In the past seven days I've put the house on the market, traveled to Nashville where we toured two schools, 17 houses, and the downtown metropolitan area; bought number 14 of that lot, started the school transfer procedures, shown this house twice, continued with bathroom renovations and managed to get everyone to school, baseball, football and cheerleading practices. On time.
To say I'm exhausted would be fair, but I am also excited and overwhelmed.
First, this house.
It sucks to sell a house when the bathroom is still being remodeled and you have the world's hairiest dog and Jesso to cleanup after. I just walk behind them all day with a Clorox wipe and a Swiffer. Not that I have time, but I'm afraid to cook a meal because I don't want the house to smell like some of the ones we toured. Every single routine has been disrupted, and I sort of feel like I'm not really living here because everything that gave this house personality--our personality--is boxed up and sitting in the garage in order to sell it.
I get it, I'm just over it already.
And then there's the new house.
I love it. We love it.

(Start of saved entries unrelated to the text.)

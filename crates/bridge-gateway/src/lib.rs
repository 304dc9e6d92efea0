//! Bridge Gateway: an authenticated cross-process bridge.
//!
//! A single trusted caller (identified by its signing-certificate
//! fingerprint) may fetch the subject currently selected on the host and
//! submit measurement results back. Accepted results are stored durably and
//! handed to a background job queue for follow-up sync.
//!
//! - [`identity`]: caller verification against an allow-listed fingerprint.
//! - [`protocol`]: the two-method protocol, its dispatcher and wire format.
//! - [`measurement`]: parsing of submitted results.
//! - [`storage`]: durable key-value stores for results and selections.
//! - [`jobs`]: durable at-least-once job queue and worker.
//! - [`config`]: configuration and wiring.

pub mod config;
pub mod error;
pub mod identity;
pub mod jobs;
pub mod measurement;
pub mod protocol;
pub mod storage;
pub mod time;

// Re-export primary types
pub use config::BridgeConfig;
pub use error::{BridgeError, Result};
pub use identity::{
    AllowlistEntry, AuthDecision, CallerIdentity, DenyReason, Fingerprint, IdentityVerifier,
    JsonPackageRegistry, ManifestRegistry, PackageRegistry,
};
pub use measurement::{MeasurementResult, MeasurementSubmission};
pub use protocol::{
    BridgeClient, DispatchOutcome, Dispatcher, Method, RequestEnvelope, ResponseEnvelope,
    WireReply, WireRequest,
};

// Re-export storage types
pub use storage::{
    ChangeEvent, ChangeStream, MeasurementStore, PrefStore, ResultStore, StoredResult,
    SubjectSelection, SubjectStore,
};

// Re-export job types
pub use jobs::{
    JobHandler, JobId, JobOutcome, JobQueue, JobState, JobWorker, PendingJob, ResultSyncJob,
    RetryPolicy, WorkerHandle,
};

We walked in the front door, and even before we saw every room we all announced seperately that this was it. It just felt like home. immediately. It's big and beautiful and I just saw us there. I haven't felt that way in a long time.
But even that wonderful experience is stressballs because now there are offers and counter offers, mortgage shopping and gathering of documents, inspections and appraisals and all of the non-fun stuff that goes along with buying a house. I want to just skip ahead to the picking out paint swatches and eating Chinese food on cardboard boxes waiting for the movers to arrive.
But I guess that's not going to happen until we get through a few more months of Swiffering.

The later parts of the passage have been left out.